St. Joseph's Roman Catholic Church is a former parish church of the Archdiocese of Dubuque located in Stone City, Iowa, United States. Catholics in Stone City were initially served by priests from Cedar Rapids and Anamosa. Mass was celebrated in parishioner's homes until 1881 when permission was granted to use a large hall in Stone City. The parish was established in 1901 and the cornerstone for the church building was laid in 1913. It was completed later the same year. The first mass was celebrated in 1914. The church was designed by Dubuque, Iowa architect Guido Beck. The stained glass windows of the church were imported from Germany. The limestone used for the building was donated by city quarries. Otto Braun served as the contractor, and the labor to construct the church was also donated by local quarry businesses. The lower level of the building houses the parish hall. The rear of the church can be seen anchoring the left side of Grant Wood's painting Stone City (1930). The parish started to lose parishioners in the 1920s when the stone quarries started to decline.
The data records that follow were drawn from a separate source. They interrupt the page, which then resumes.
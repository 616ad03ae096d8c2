pub mod calendar;
pub mod config;
pub mod display;
pub mod error;
pub mod meeting;
pub mod scheduler;
pub mod status;

pub use calendar::{to_hijri, GregorianDate, HijriDate};
pub use config::{AppConfig, ScrollConfig, ScrollMode};
pub use display::{DisplaySnapshot, DisplaySurface, Region};
pub use error::{Error, Result};
pub use meeting::MeetingRecord;
pub use status::{StatusBoard, StatusDescriptor, StatusKey};
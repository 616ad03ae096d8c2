use ratatui::{
    layout::{Alignment, Rect},
    style::{Modifier, Style},
    text::{Line, Span},
    widgets::{Block, Borders, Clear, Paragraph},
    Frame,
};

use super::centered_rect;
use crate::app::App;
use crate::input::Action;

pub struct PopupWidget;

impl PopupWidget {
    /// Render the key binding overlay
    pub fn render_help(frame: &mut Frame, app: &App) {
        let theme = app.surface.theme();
        let entries = [
            (Action::Quit, "Quit"),
            (Action::CycleStatus, "Cycle status"),
            (Action::ToggleFullscreen, "Toggle kiosk mode"),
            (Action::ToggleFocus, "Hold / release the list"),
            (Action::StepForward, "Next meeting"),
            (Action::StepBack, "Previous meeting"),
            (Action::Help, "This help"),
        ];

        let mut lines: Vec<Line> = entries
            .into_iter()
            .map(|(action, description)| {
                let key = app.keymap.describe(&action).unwrap_or_else(|| "-".to_string());
                Line::from(vec![
                    Span::styled(
                        format!("{:>8}  ", key),
                        Style::default().fg(theme.accent).add_modifier(Modifier::BOLD),
                    ),
                    Span::styled(description, Style::default().fg(theme.fg0)),
                ])
            })
            .collect();
        lines.push(Line::default());
        lines.push(
            Line::from(Span::styled(
                "Hover or scroll over the list to pause it",
                Style::default().fg(theme.grey1),
            ))
            .alignment(Alignment::Center),
        );

        // Calculate popup size - centered, reasonable width
        let area = frame.area();
        let popup_area: Rect = centered_rect(48, lines.len() as u16 + 2, area);

        // Clear the background area
        frame.render_widget(Clear, popup_area);

        let block = Block::default()
            .title(" Keys ")
            .title_alignment(Alignment::Center)
            .borders(Borders::ALL)
            .border_style(Style::default().fg(theme.accent))
            .style(Style::default().bg(theme.bg1));

        frame.render_widget(Paragraph::new(lines).block(block), popup_area);
    }
}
Its size increased again in the 1950s before economic factors once again caused it to decline. The archdiocese closed the parish in 1992, and church building became an oratory. A year later, the church's rectory was auctioned off on June 27, 1993.

The church building was individually listed on the National Register of Historic Places in 2005. It was included as a contributing property in the Stone City Historic District in 2008.